It’s been weeks since the Maui wildfires killed over 100 people, making it the deadliest in over a century. Hundreds are still missing, with the damages totaling at least $6 billion.
The disaster has already sparked controversy over the response from state officials, some of which was so poor that it led to resignations among those in charge of the island’s disaster management. The alarm systems were never triggered. The electric company Hawaiian Electric had its trucks and personnel blocking escape routes. To cap it all off, Joe Biden opted to go on not one but two vacations during the blaze.
He arrived two weeks after the fires had destroyed whole communities. His attempts at empathy and compassion failed when he compared his little house fire some 15 years ago to what these survivors have been through; Biden’s house was never lost. After this disastrous trip, the media’s attention turned elsewhere, which was not lost on Gov. DeSantis, who’s been attacked by the press with more frequency recently, though the most outrageous came from Rolling Stone magazine.
DeSantis is coordinating rescue and recovery efforts in the aftermath of Hurricane Idalia. The governor took some time to shred the media’s “incurious” demeanor toward the disastrous response to the Maui wildfires and an insufficient and poorly received federal disaster package that pales compared to the billions in aid being shipped to Ukraine.
MUST WATCH: @RonDeSantis rips the federal government and corporate media over the “total catastrophe” in Maui.

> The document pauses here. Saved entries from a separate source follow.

//! # label-matcher
//!
//! A library for scoring hypothesis labels against reference labels.
//!
//! When evaluating a labeling or detection system, the predicted labels and
//! the ground truth rarely come with a given correspondence, and the two sets
//! may differ in size. `label-matcher` finds the one-to-one pairing that
//! maximizes the number of matching labels, then classifies every item:
//!
//! - **Correct**: a reference paired with a hypothesis carrying the same label
//! - **Confusion**: a reference paired with a hypothesis carrying another label
//! - **Missed detection**: a reference left without a hypothesis
//! - **False alarm**: a hypothesis left without a reference
//!
//! ## Example
//!
//! ```rust
//! use label_matcher::{compute, Label};
//!
//! let reference = vec![Label::named("A"), Label::named("B")];
//! let hypothesis = vec![Label::named("B"), Label::named("C"), Label::named("A")];
//!
//! let outcome = compute(&reference, &hypothesis).unwrap();
//!
//! assert_eq!(outcome.counts.correct, 2);
//! assert_eq!(outcome.counts.false_alarm, 1);
//! assert_eq!(outcome.counts.total, 2);
//! ```
//!
//! ## Modules
//!
//! - [`core`]: Labels and outcome types
//! - [`matching`]: Matchers, match matrix and assignment engine
//! - [`parsing`]: Readers for label files
//! - [`cli`]: Command-line interface implementation

pub mod cli;
pub mod core;
pub mod matching;
pub mod parsing;
pub mod utils;

// Re-export commonly used types for convenience
pub use crate::core::label::{Label, MaybeUnknown, UnknownFactory};
pub use crate::core::types::*;
pub use matching::engine::{compute, compute_labels, AssignmentEngine, MatchError, MatchingConfig};
pub use matching::matcher::{LabelMatcher, MatcherKind, StrictMatcher, UnknownAwareMatcher};
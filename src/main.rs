use clap::Parser;
use label_matcher::cli;
use tracing_subscriber::EnvFilter;

fn main() -> anyhow::Result<()> {
    let cli = cli::Cli::parse();

    // Initialize logging based on verbosity flag
    let filter = if cli.verbose {
        EnvFilter::new("label_matcher=debug,info")
    } else {
        EnvFilter::new("label_matcher=warn")
    };

    tracing_subscriber::fmt()
        .with_env_filter(filter)
        .with_target(false)
        .without_time()
        .with_writer(std::io::stderr)
        .init();

    match cli.command {
        cli::Commands::Score(args) => {
            cli::score::run(args, cli.format)?;
        }
        cli::Commands::Compare(args) => {
            cli::compare::run(args, cli.format)?;
        }
    }

    Ok(())
}
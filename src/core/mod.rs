//! Core data types for label scoring.
//!
//! - [`Label`]: An identity token, either a concrete name or an unknown placeholder
//! - [`UnknownFactory`]: Issues distinct unknown placeholders
//! - [`MatchKind`], [`MatchCounts`], [`MatchDetails`], [`MatchOutcome`]: Result types
//!
//! ## Outcome Kinds
//!
//! | Kind             | Reference item | Hypothesis item | Labels  |
//! |------------------|----------------|-----------------|---------|
//! | correct          | yes            | yes             | match   |
//! | confusion        | yes            | yes             | differ  |
//! | missed detection | yes            | no              | -       |
//! | false alarm      | no             | yes             | -       |

pub mod label;
pub mod types;

pub use label::{Label, MaybeUnknown, UnknownFactory};
pub use types::{MatchCounts, MatchDetails, MatchKind, MatchOutcome, Side};
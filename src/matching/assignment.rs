//! Match matrix construction and optimal one-to-one assignment.
//!
//! The assignment itself is delegated to the Kuhn-Munkres (Hungarian)
//! implementation in `pathfinding`, which is globally optimal in O(N^3).

use pathfinding::kuhn_munkres::kuhn_munkres_min;
use pathfinding::matrix::Matrix;

use crate::matching::matcher::LabelMatcher;

/// Square boolean matrix of label matches.
///
/// The matrix is `N x N` with `N = max(NR, NH)`. Cells outside the bounds
/// of either input are padding and never match.
#[derive(Debug, Clone)]
pub struct MatchMatrix {
    n_reference: usize,
    n_hypothesis: usize,
    size: usize,
    // Row-major, only the NR x NH block is stored
    cells: Vec<bool>,
}

impl MatchMatrix {
    /// Build the matrix, calling the matcher exactly once per real pair
    pub fn build<L, M>(reference: &[L], hypothesis: &[L], matcher: &M) -> Self
    where
        M: LabelMatcher<L> + ?Sized,
    {
        let n_reference = reference.len();
        let n_hypothesis = hypothesis.len();

        let mut cells = Vec::with_capacity(n_reference * n_hypothesis);
        for rlabel in reference {
            for hlabel in hypothesis {
                cells.push(matcher.matches(rlabel, hlabel));
            }
        }

        Self {
            n_reference,
            n_hypothesis,
            size: n_reference.max(n_hypothesis),
            cells,
        }
    }

    /// Padded dimension `N`
    #[must_use]
    pub fn size(&self) -> usize {
        self.size
    }

    #[must_use]
    pub fn n_reference(&self) -> usize {
        self.n_reference
    }

    #[must_use]
    pub fn n_hypothesis(&self) -> usize {
        self.n_hypothesis
    }

    /// Whether cell (r, h) is a match. Padding cells are never matches.
    #[must_use]
    pub fn is_match(&self, r: usize, h: usize) -> bool {
        if r >= self.n_reference || h >= self.n_hypothesis {
            return false;
        }
        self.cells[r * self.n_hypothesis + h]
    }

    /// Cost matrix for the assignment: 0 where labels match, 1 elsewhere.
    /// The total cost never exceeds `N`, so `i32` is wide enough.
    #[must_use]
    pub fn cost_matrix(&self) -> Matrix<i32> {
        let mut costs = Matrix::new(self.size, self.size, 1i32);
        for r in 0..self.n_reference {
            for h in 0..self.n_hypothesis {
                if self.is_match(r, h) {
                    costs[(r, h)] = 0;
                }
            }
        }
        costs
    }
}

/// Find the bijection over `[0, N)` that maximizes the number of matched
/// pairs. Returns `(row, column)` pairs in row order.
///
/// Among equally good assignments the choice is left to the solver.
#[must_use]
pub fn solve(matrix: &MatchMatrix) -> Vec<(usize, usize)> {
    if matrix.size() == 0 {
        return Vec::new();
    }

    let (_cost, columns) = kuhn_munkres_min(&matrix.cost_matrix());
    columns.into_iter().enumerate().collect()
}
use serde::{Deserialize, Serialize};

/// Outcome of a single reference/hypothesis pair in the assignment
#[derive(Debug, Clone, Copy, PartialEq, Eq, Hash, Serialize, Deserialize)]
#[serde(rename_all = "snake_case")]
pub enum MatchKind {
    /// Reference paired with a hypothesis carrying a matching label
    Correct,
    /// Reference paired with a hypothesis carrying a different label
    Confusion,
    /// Reference item left without a hypothesis
    MissedDetection,
    /// Hypothesis item left without a reference
    FalseAlarm,
}

impl MatchKind {
    pub const ALL: [MatchKind; 4] = [
        Self::Correct,
        Self::Confusion,
        Self::MissedDetection,
        Self::FalseAlarm,
    ];
}

impl std::fmt::Display for MatchKind {
    fn fmt(&self, f: &mut std::fmt::Formatter<'_>) -> std::fmt::Result {
        match self {
            Self::Correct => write!(f, "correct"),
            Self::Confusion => write!(f, "confusion"),
            Self::MissedDetection => write!(f, "missed detection"),
            Self::FalseAlarm => write!(f, "false alarm"),
        }
    }
}

/// Per-kind outcome counts.
///
/// `total` is the number of reference items, not the number of assigned pairs.
#[derive(Debug, Clone, Copy, Default, PartialEq, Eq, Serialize, Deserialize)]
pub struct MatchCounts {
    pub correct: usize,
    pub confusion: usize,
    pub missed_detection: usize,
    pub false_alarm: usize,
    pub total: usize,
}

impl MatchCounts {
    #[must_use]
    pub fn get(&self, kind: MatchKind) -> usize {
        match kind {
            MatchKind::Correct => self.correct,
            MatchKind::Confusion => self.confusion,
            MatchKind::MissedDetection => self.missed_detection,
            MatchKind::FalseAlarm => self.false_alarm,
        }
    }

    pub fn record(&mut self, kind: MatchKind) {
        match kind {
            MatchKind::Correct => self.correct += 1,
            MatchKind::Confusion => self.confusion += 1,
            MatchKind::MissedDetection => self.missed_detection += 1,
            MatchKind::FalseAlarm => self.false_alarm += 1,
        }
    }

    /// Sum of the four outcome kinds, equal to the padded assignment size
    #[must_use]
    pub fn assigned(&self) -> usize {
        self.correct + self.confusion + self.missed_detection + self.false_alarm
    }
}

/// The concrete items realizing each outcome, in assignment order
#[derive(Debug, Clone, PartialEq, Eq, Serialize, Deserialize)]
pub struct MatchDetails<L> {
    /// (reference, hypothesis) pairs whose labels match
    pub correct: Vec<(L, L)>,
    /// (reference, hypothesis) pairs whose labels differ
    pub confusion: Vec<(L, L)>,
    /// Unpaired reference labels
    pub missed_detection: Vec<L>,
    /// Unpaired hypothesis labels
    pub false_alarm: Vec<L>,
}

impl<L> Default for MatchDetails<L> {
    fn default() -> Self {
        Self {
            correct: Vec::new(),
            confusion: Vec::new(),
            missed_detection: Vec::new(),
            false_alarm: Vec::new(),
        }
    }
}

impl<L> MatchDetails<L> {
    #[must_use]
    pub fn len(&self, kind: MatchKind) -> usize {
        match kind {
            MatchKind::Correct => self.correct.len(),
            MatchKind::Confusion => self.confusion.len(),
            MatchKind::MissedDetection => self.missed_detection.len(),
            MatchKind::FalseAlarm => self.false_alarm.len(),
        }
    }

    #[must_use]
    pub fn is_empty(&self) -> bool {
        MatchKind::ALL.iter().all(|&kind| self.len(kind) == 0)
    }
}

/// Counts and details produced by one comparison
#[derive(Debug, Clone, PartialEq, Eq, Serialize, Deserialize)]
pub struct MatchOutcome<L> {
    pub counts: MatchCounts,
    pub details: MatchDetails<L>,
}

impl<L> Default for MatchOutcome<L> {
    fn default() -> Self {
        Self {
            counts: MatchCounts::default(),
            details: MatchDetails::default(),
        }
    }
}

/// Which input sequence a value refers to
#[derive(Debug, Clone, Copy, PartialEq, Eq, Serialize, Deserialize)]
#[serde(rename_all = "snake_case")]
pub enum Side {
    Reference,
    Hypothesis,
}

impl std::fmt::Display for Side {
    fn fmt(&self, f: &mut std::fmt::Formatter<'_>) -> std::fmt::Result {
        match self {
            Self::Reference => write!(f, "reference"),
            Self::Hypothesis => write!(f, "hypothesis"),
        }
    }
}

“It’s interesting how incurious our corporate media is about what happened in Maui. I don’t see them interviewing parents who can’t find their kids.” pic.twitter.com/2FG81tHten
— DeSantis War Room 🐊 (@DeSantisWarRoom) September 3, 2023
“It’s interesting how incurious our corporate media is about what happened in Maui. I don’t see them interviewing parents who can’t find their kids,” said DeSantis.
The man knows how to dunk on the liberal media, fully aware of their tactics and false narrative-building operations. He can easily tear apart most of the nonsense hurled at him, but that hasn’t translated into sustained support among GOP base voters regarding his 2024 candidacy. That doesn’t mean he can’t run again. Unlike Jeb Bush, should DeSantis fail to get the nomination this cycle, and it looks like that will be the case, he won’t be as bloodied as Jeb Bush or Scott Walker were after their failed 2016 bids.